3.3.2. Performance across patient characteristics
Figure 8 shows the results of repeating the state estimation experiment from the previous section 100 times for each of 54 conditions, following the factorial experimental design described in section 2.7. We summarize performance results using box plots and showing the median, maximum, and minimum estimation error for each of the 54 conditions in the factorial design. Across all conditions the effect site concentration estimation error is tightly concentrated near zero.
3.4. Robust control
3.4.1. Illustration
Expanding on our example from section 3.1.1, we now demonstrate the ability of the final CLAD system to maintain target BSP levels for 24 h in four different simulated patients (figure 10). In these experiments we simulated the end-to-end operation of the CLAD controller in the ICU environment.
In each case we first ran the ramp drop ramp-drop experiment to estimated PD parameters, then synthesized the recursive estimator and controller using the estimated PD values and nominal (Schnider) PK values.
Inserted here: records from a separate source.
//! RXM-RAWX (raw measurements) and RXM-SFRBX (broadcast navigation subframe
//! data), the two messages the UBX->SBP translator turns into observations
//! and ephemerides (spec §4.K).

use crate::error::Error;
use crate::reader::{Reader, Writer};
use bitflags::bitflags;

bitflags! {
    #[derive(Debug, Clone, Copy, PartialEq, Eq)]
    pub struct RecStatFlags: u8 {
        const LEAP_SECOND_VALID = 1 << 0;
        const CLK_RESET = 1 << 1;
    }
}

bitflags! {
    #[derive(Debug, Clone, Copy, PartialEq, Eq)]
    pub struct TrkStatFlags: u8 {
        const PR_VALID = 1 << 0;
        const CP_VALID = 1 << 1;
        const HALF_CYCLE = 1 << 2;
        const SUB_HALF_CYCLE = 1 << 3;
    }
}

#[derive(Debug, Clone, Copy, PartialEq)]
#[cfg_attr(feature = "serde", derive(serde::Serialize, serde::Deserialize))]
pub struct RawMeas {
    pub pr_mes_m: f64,
    pub cp_mes_cycles: f64,
    pub do_mes_hz: f32,
    pub gnss_id: u8,
    pub sv_id: u8,
    pub sig_id: u8,
    pub freq_id: u8,
    pub lock_time_ms: u16,
    pub cno_db_hz: u8,
    pub pr_stdev_m: f32,
    pub cp_stdev_cycles: f32,
    pub do_stdev_hz: f32,
    pub trk_stat: TrkStatFlags,
}

#[derive(Debug, Clone, PartialEq)]
#[cfg_attr(feature = "serde", derive(serde::Serialize, serde::Deserialize))]
pub struct RxmRawx {
    pub rcv_tow_s: f64,
    pub week: i16,
    pub leap_s: i8,
    pub rec_stat: RecStatFlags,
    pub meas: Vec<RawMeas>,
}

const MEAS_BLOCK_LEN: usize = 32;

pub fn decode_rawx(payload: &[u8]) -> Result<RxmRawx, Error> {
    if payload.len() < 16 {
        return Err(Error::InvalidMessage("RXM-RAWX payload shorter than the fixed header"));
    }
    let mut r = Reader::new(payload);
    let rcv_tow_s = r.f64()?;
    let week = r.i16()?;
    let leap_s = r.i8()?;
    let num_meas = r.u8()?;
    let rec_stat = RecStatFlags::from_bits_truncate(r.u8()?);
    r.skip(1)?; // version
    r.skip(2)?; // reserved1

    if r.remaining() < num_meas as usize * MEAS_BLOCK_LEN {
        return Err(Error::InvalidMessage("RXM-RAWX payload too short for numMeas"));
    }

    let mut meas = Vec::with_capacity(num_meas as usize);
    for _ in 0..num_meas {
        let pr_mes_m = r.f64()?;
        let cp_mes_cycles = r.f64()?;
        let do_mes_hz = r.f32()?;
        let gnss_id = r.u8()?;
        let sv_id = r.u8()?;
        let sig_id = r.u8()?;
        let freq_id = r.u8()?;
        let lock_time_ms = r.u16()?;
        let cno_db_hz = r.u8()?;
        let pr_stdev_raw = r.u8()? & 0x0F;
        let cp_stdev_raw = r.u8()? & 0x0F;
        let do_stdev_raw = r.u8()? & 0x0F;
        let trk_stat = TrkStatFlags::from_bits_truncate(r.u8()?);
        r.skip(1)?; // reserved3

        meas.push(RawMeas {
            pr_mes_m,
            cp_mes_cycles,
            do_mes_hz,
            gnss_id,
            sv_id,
            sig_id,
            freq_id,
            lock_time_ms,
            cno_db_hz,
            pr_stdev_m: 0.01 * 2f32.powi(pr_stdev_raw as i32),
            cp_stdev_cycles: 0.004 * cp_stdev_raw as f32,
            do_stdev_hz: 0.002 * 2f32.powi(do_stdev_raw as i32),
            trk_stat,
        });
    }

    Ok(RxmRawx { rcv_tow_s, week, leap_s, rec_stat, meas })
}

pub fn encode_rawx(msg: &RxmRawx) -> Result<Vec<u8>, Error> {
    if msg.meas.len() > u8::MAX as usize {
        return Err(Error::InvalidMessage("RXM-RAWX cannot carry more than 255 measurements"));
    }
    let mut w = Writer::new();
    w.f64(msg.rcv_tow_s);
    w.i16(msg.week);
    w.i8(msg.leap_s);
    w.u8(msg.meas.len() as u8);
    w.u8(msg.rec_stat.bits());
    w.u8(1); // version
    w.zeros(2);
    for m in &msg.meas {
        w.f64(m.pr_mes_m);
        w.f64(m.cp_mes_cycles);
        w.f32(m.do_mes_hz);
        w.u8(m.gnss_id);
        w.u8(m.sv_id);
        w.u8(m.sig_id);
        w.u8(m.freq_id);
        w.u16(m.lock_time_ms);
        w.u8(m.cno_db_hz);
        w.u8(0);
        w.u8(0);
        w.u8(0);
        w.u8(m.trk_stat.bits());
        w.u8(0);
    }
    Ok(w.into_bytes())
}

/// One constellation's raw subframe words (spec §4.K "RXM-SFRBX -> per-
/// constellation subframe accumulator").
#[derive(Debug, Clone, PartialEq)]
#[cfg_attr(feature = "serde", derive(serde::Serialize, serde::Deserialize))]
pub struct RxmSfrbx {
    pub gnss_id: u8,
    pub sv_id: u8,
    pub sig_id: u8,
    pub freq_id: u8,
    pub words: Vec<u32>,
}

pub fn decode_sfrbx(payload: &[u8]) -> Result<RxmSfrbx, Error> {
    if payload.len() < 8 {
        return Err(Error::InvalidMessage("RXM-SFRBX payload shorter than the fixed header"));
    }
    let mut r = Reader::new(payload);
    let gnss_id = r.u8()?;
    let sv_id = r.u8()?;
    let sig_id = r.u8()?;
    let freq_id = r.u8()?;
    let num_words = r.u8()?;
    r.skip(1)?; // chn / reserved2
    r.skip(1)?; // version
    r.skip(1)?; // reserved1

    let mut words = Vec::with_capacity(num_words as usize);
    for _ in 0..num_words {
        words.push(r.u32()?);
    }
    Ok(RxmSfrbx { gnss_id, sv_id, sig_id, freq_id, words })
}

pub fn encode_sfrbx(msg: &RxmSfrbx) -> Result<Vec<u8>, Error> {
    if msg.words.len() > u8::MAX as usize {
        return Err(Error::InvalidMessage("RXM-SFRBX cannot carry more than 255 words"));
    }
    let mut w = Writer::new();
    w.u8(msg.gnss_id);
    w.u8(msg.sv_id);
    w.u8(msg.sig_id);
    w.u8(msg.freq_id);
    w.u8(msg.words.len() as u8);
    w.zeros(3);
    for word in &msg.words {
        w.u32(*word);
    }
    Ok(w.into_bytes())
}

#[cfg(test)]
mod tests {
    use super::*;

    #[test]
    fn rawx_round_trips() {
        let msg = RxmRawx {
            rcv_tow_s: 466_544.0,
            week: 2200,
            leap_s: 18,
            rec_stat: RecStatFlags::LEAP_SECOND_VALID,
            meas: vec![RawMeas {
                pr_mes_m: 22_500_000.0,
                cp_mes_cycles: 118_292_145.25,
                do_mes_hz: -1234.5,
                gnss_id: 0,
                sv_id: 6,
                sig_id: 0,
                freq_id: 0,
                lock_time_ms: 5000,
                cno_db_hz: 45,
                pr_stdev_m: 0.0,
                cp_stdev_cycles: 0.0,
                do_stdev_hz: 0.0,
                trk_stat: TrkStatFlags::PR_VALID | TrkStatFlags::CP_VALID,
            }],
        };
        let bytes = encode_rawx(&msg).unwrap();
        let decoded = decode_rawx(&bytes).unwrap();
        assert_eq!(decoded.meas.len(), 1);
        assert_eq!(decoded.week, 2200);
        assert!((decoded.meas[0].pr_mes_m - 22_500_000.0).abs() < 1e-6);
    }

    #[test]
    fn sfrbx_round_trips() {
        let msg = RxmSfrbx { gnss_id: 0, sv_id: 12, sig_id: 0, freq_id: 0, words: vec![1, 2, 3, 4, 5, 6, 7, 8, 9, 10] };
        let bytes = encode_sfrbx(&msg).unwrap();
        assert_eq!(decode_sfrbx(&bytes).unwrap(), msg);
    }
}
We then simulated 24 h of control. Target values in each experiment consisted of, first, a 15 min long transition period in which the patient is brought from a state just prior to burst suppression, BSP = 0, to a deep state of burst suppression, BSP = 0.8. After maintaining this target for 8 h, we decreased the target value over 10 min to a lower depth of burst suppression, BSP = 0.6, as may be done if the treating physician decides that a lower dose of anesthetic is needed to reduce cardiovascular side effects. After maintaining this target for 8 h, we slowly taper the target BSP values over a period of 8 h to minimize the risk of rebound seizures.
In each experiment we again generate the true (but unobservable) PK model by perturbing the nominal (Schnider) model as described in section 2.6.1 to simulate PK uncertainty. We set the true (but also unobservable) PD parameters equal to γ = 6.6 and C = 5.5. For the recursive state estimator, we use the nominal PK values and the PD values estimated from the ramp-drop procedure. Finally, throughout each experiment we subject the CLAD system to a stochastic input disturbance with maximum amplitude equal to 50% of the infusion rate necessary to maintain steady state, as described in section 2.6.4. The presence of PK and PD parameter uncertainty and load disturbances in these experiments allowed us to evaluate whether the integrated CLAD system met transient and steady state performance specifications robustly.
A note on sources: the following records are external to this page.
use core::fmt;

/// Errors produced by the matcher/adjuster/translator layer, on top of the
/// per-wire-format codec errors (spec §7).
#[derive(Debug, Clone, PartialEq, Eq)]
pub enum Error {
    /// A signal uses a code this implementation's table cannot map.
    UnsupportedCode,
    /// The SBP packer's output FIFO would overflow; oldest bytes were
    /// dropped to make room.
    BufferFull,
    /// Emission would require absolute time but TimeTruth has none.
    TimeUnknown,
    /// The caller asked for a configuration this module cannot satisfy.
    ConfigError(&'static str),
    Rtcm3(rtcm3::Error),
    Sbp(sbp::Error),
    Ubx(ubx::Error),
    TimeTruth(timetruth::Error),
}

impl fmt::Display for Error {
    fn fmt(&self, f: &mut fmt::Formatter<'_>) -> fmt::Result {
        match self {
            Error::UnsupportedCode => f.write_str("signal uses a code with no SBP mapping"),
            Error::BufferFull => f.write_str("output FIFO full, oldest bytes dropped"),
            Error::TimeUnknown => f.write_str("absolute time required but not yet resolved"),
            Error::ConfigError(reason) => write!(f, "configuration error: {reason}"),
            Error::Rtcm3(e) => write!(f, "{e}"),
            Error::Sbp(e) => write!(f, "{e}"),
            Error::Ubx(e) => write!(f, "{e}"),
            Error::TimeTruth(e) => write!(f, "{e}"),
        }
    }
}

impl std::error::Error for Error {}

impl From<rtcm3::Error> for Error {
    fn from(e: rtcm3::Error) -> Self {
        Error::Rtcm3(e)
    }
}

impl From<sbp::Error> for Error {
    fn from(e: sbp::Error) -> Self {
        Error::Sbp(e)
    }
}

impl From<ubx::Error> for Error {
    fn from(e: ubx::Error) -> Self {
        Error::Ubx(e)
    }
}

impl From<timetruth::Error> for Error {
    fn from(e: timetruth::Error) -> Self {
        Error::TimeTruth(e)
    }
}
Despite the uncertainties/errors in the PK and PD parameters, the robust CLAD controller maintains tight control of burst suppression throughout the 24 h period, both in steady state and during transitions. The controller simultaneously makes two types of adjustments to attain this level of control. First, the controller gradually reduces the long-term average infusion rate as drug accumulates in the patient’s slow compartment, effectively becoming a internal source of accumulated propofol. Second, the controller continually makes short-term adjustments to combat the load disturbance, increasing the propofol rate in response to negative load disturbances, and decreasing the rate in response to positive load disturbances.
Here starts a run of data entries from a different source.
//! Core data types for exchange adapters
//!
//! These types are used across the exchange client, the worker, and tests
//! for consistent candle representation and order management.

use rust_decimal::Decimal;
use serde::{Deserialize, Serialize};
use std::fmt;
use std::time::Duration;

// =============================================================================
// HTTP Client Constants
// =============================================================================

/// HTTP connection timeout (milliseconds) — fail fast if host unreachable
const HTTP_CONNECT_TIMEOUT_MS: u64 = 3000;
/// Max idle connections per host in connection pool
const HTTP_POOL_MAX_IDLE: usize = 2;
/// How long idle connections stay in the pool (seconds)
const HTTP_POOL_IDLE_TIMEOUT_SECS: u64 = 90;
/// TCP keepalive interval (seconds)
const HTTP_TCP_KEEPALIVE_SECS: u64 = 30;

/// Create the pooled HTTP client used by a single exchange session
///
/// The pool is sized for one request per minute; keepalive outlives the
/// default poll interval so the next iteration reuses the connection.
pub fn create_http_client(exchange_name: &str, timeout: Duration) -> reqwest::Client {
    let client = reqwest::Client::builder()
        .timeout(timeout)
        .pool_max_idle_per_host(HTTP_POOL_MAX_IDLE)
        .pool_idle_timeout(Duration::from_secs(HTTP_POOL_IDLE_TIMEOUT_SECS))
        .tcp_keepalive(Duration::from_secs(HTTP_TCP_KEEPALIVE_SECS))
        .connect_timeout(Duration::from_millis(HTTP_CONNECT_TIMEOUT_MS))
        .build()
        .unwrap_or_else(|_| reqwest::Client::new());
    tracing::debug!(
        phase = "init",
        exchange = %exchange_name,
        timeout_ms = timeout.as_millis() as u64,
        connect_timeout_ms = HTTP_CONNECT_TIMEOUT_MS,
        pool_max_idle = HTTP_POOL_MAX_IDLE,
        "HTTP client configured"
    );
    client
}

// =============================================================================
// Market Data
// =============================================================================

/// One kline: open/high/low/close/volume/turnover for an interval
#[derive(Debug, Clone, Copy, PartialEq, Serialize, Deserialize)]
pub struct Candle {
    /// Interval start in Unix milliseconds
    pub timestamp: u64,
    pub open: f64,
    pub high: f64,
    pub low: f64,
    pub close: f64,
    pub volume: f64,
    pub turnover: f64,
}

/// Product category on a unified-account exchange
#[derive(Debug, Clone, Copy, PartialEq, Eq, Serialize, Deserialize, Default)]
#[serde(rename_all = "lowercase")]
pub enum Category {
    /// USDT/USDC margined perpetuals and futures
    #[default]
    Linear,
    Inverse,
    Spot,
}

impl Category {
    pub fn as_str(&self) -> &'static str {
        match self {
            Category::Linear => "linear",
            Category::Inverse => "inverse",
            Category::Spot => "spot",
        }
    }
}

impl fmt::Display for Category {
    fn fmt(&self, f: &mut fmt::Formatter<'_>) -> fmt::Result {
        f.write_str(self.as_str())
    }
}

/// Parameters for a recent-candles query
#[derive(Debug, Clone, PartialEq, Eq)]
pub struct KlineRequest {
    pub category: Category,
    pub symbol: String,
    /// Exchange interval code ("1" = one minute)
    pub interval: String,
    pub limit: u32,
}

// =============================================================================
// Orders
// =============================================================================

/// Order side
#[derive(Debug, Clone, Copy, PartialEq, Eq, Serialize, Deserialize)]
pub enum OrderSide {
    Buy,
    Sell,
}

impl OrderSide {
    pub fn as_str(&self) -> &'static str {
        match self {
            OrderSide::Buy => "Buy",
            OrderSide::Sell => "Sell",
        }
    }
}

impl fmt::Display for OrderSide {
    fn fmt(&self, f: &mut fmt::Formatter<'_>) -> fmt::Result {
        f.write_str(self.as_str())
    }
}

/// Order type; the bot only sends market orders
#[derive(Debug, Clone, Copy, PartialEq, Eq, Serialize, Deserialize)]
pub enum OrderType {
    Market,
}

impl OrderType {
    pub fn as_str(&self) -> &'static str {
        match self {
            OrderType::Market => "Market",
        }
    }
}

/// Time in force
#[derive(Debug, Clone, Copy, PartialEq, Eq, Serialize, Deserialize)]
pub enum TimeInForce {
    GoodTillCancel,
}

impl TimeInForce {
    /// v5 wire code
    pub fn as_wire(&self) -> &'static str {
        match self {
            TimeInForce::GoodTillCancel => "GTC",
        }
    }
}

/// Order request sent to an exchange client
#[derive(Debug, Clone, PartialEq)]
pub struct OrderRequest {
    /// Client-assigned id (sent as orderLinkId)
    pub client_order_id: String,
    pub category: Category,
    pub symbol: String,
    pub side: OrderSide,
    pub order_type: OrderType,
    pub quantity: Decimal,
    pub time_in_force: TimeInForce,
}

impl OrderRequest {
    /// Market order, good-till-cancel, with a fresh client order id
    pub fn market(
        category: Category,
        symbol: impl Into<String>,
        side: OrderSide,
        quantity: Decimal,
    ) -> Self {
        Self {
            client_order_id: uuid::Uuid::new_v4().to_string(),
            category,
            symbol: symbol.into(),
            side,
            order_type: OrderType::Market,
            quantity,
            time_in_force: TimeInForce::GoodTillCancel,
        }
    }

    /// Returns a reason when the request cannot be sent
    pub fn validate(&self) -> Option<String> {
        if self.symbol.trim().is_empty() {
            return Some("symbol is empty".to_string());
        }
        if self.quantity <= Decimal::ZERO {
            return Some(format!("quantity must be positive (got {})", self.quantity));
        }
        None
    }
}

/// Exchange acknowledgement of an accepted order
#[derive(Debug, Clone, PartialEq, Eq, Serialize, Deserialize)]
pub struct OrderResponse {
    pub order_id: String,
    pub client_order_id: String,
}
The CLAD controller consistently maintains propofol infusion rates within the prescribed safety limits, never exceeding 12 mg kg−1 h−1, and always maintaining the maximum hourly cumulative propofol rate below 7 mg kg−1. The excellent performance seen in this example case holds generally, as demonstrated by the experiments described next.
3.4.2. Performance across patient characteristics
Box plots in figure 11 summarize the steady state performance results for the 5,400 experiments performed using our factorial design. All steady state performance measures were within specification (bias, accuracy, and wobble <5%) across all 54 MASH conditions. Global median (minimum, maximum) values across all experiments were, bias (MDPE) 0.1 [−0.5, 0.9]%; accuracy (MDAPE) 1.8 [0.9, 3.4]%; and oscillation index (‘wobble’) of 1.8 [0.9, 3.4]%.
The median (min, max) value for the maximum cumulative propofol dose in any given hour was 4.3 [2.1, 10.3]. The number that exceeded the pre-specified clinical limit (7 mg kg−1 h−1) was 5.1% (275/4500). These rare cases were almost entirely in the tallest patients, and all occurred during periods when the BSP target was high, at 0.8. In clinical practice these cases would trigger an alert to the medical team. A typical physician response in such a case would be to either lower the target BSP if medically safe, or to add or increase the rate of another drug such as midazolam, thereby reducing the dose of propofol required to maintain the target BSP level. Note that in the latter case it might be necessary to re-estimate the propofol PD parameters used in the CLAD controller after the second drug reached steady state.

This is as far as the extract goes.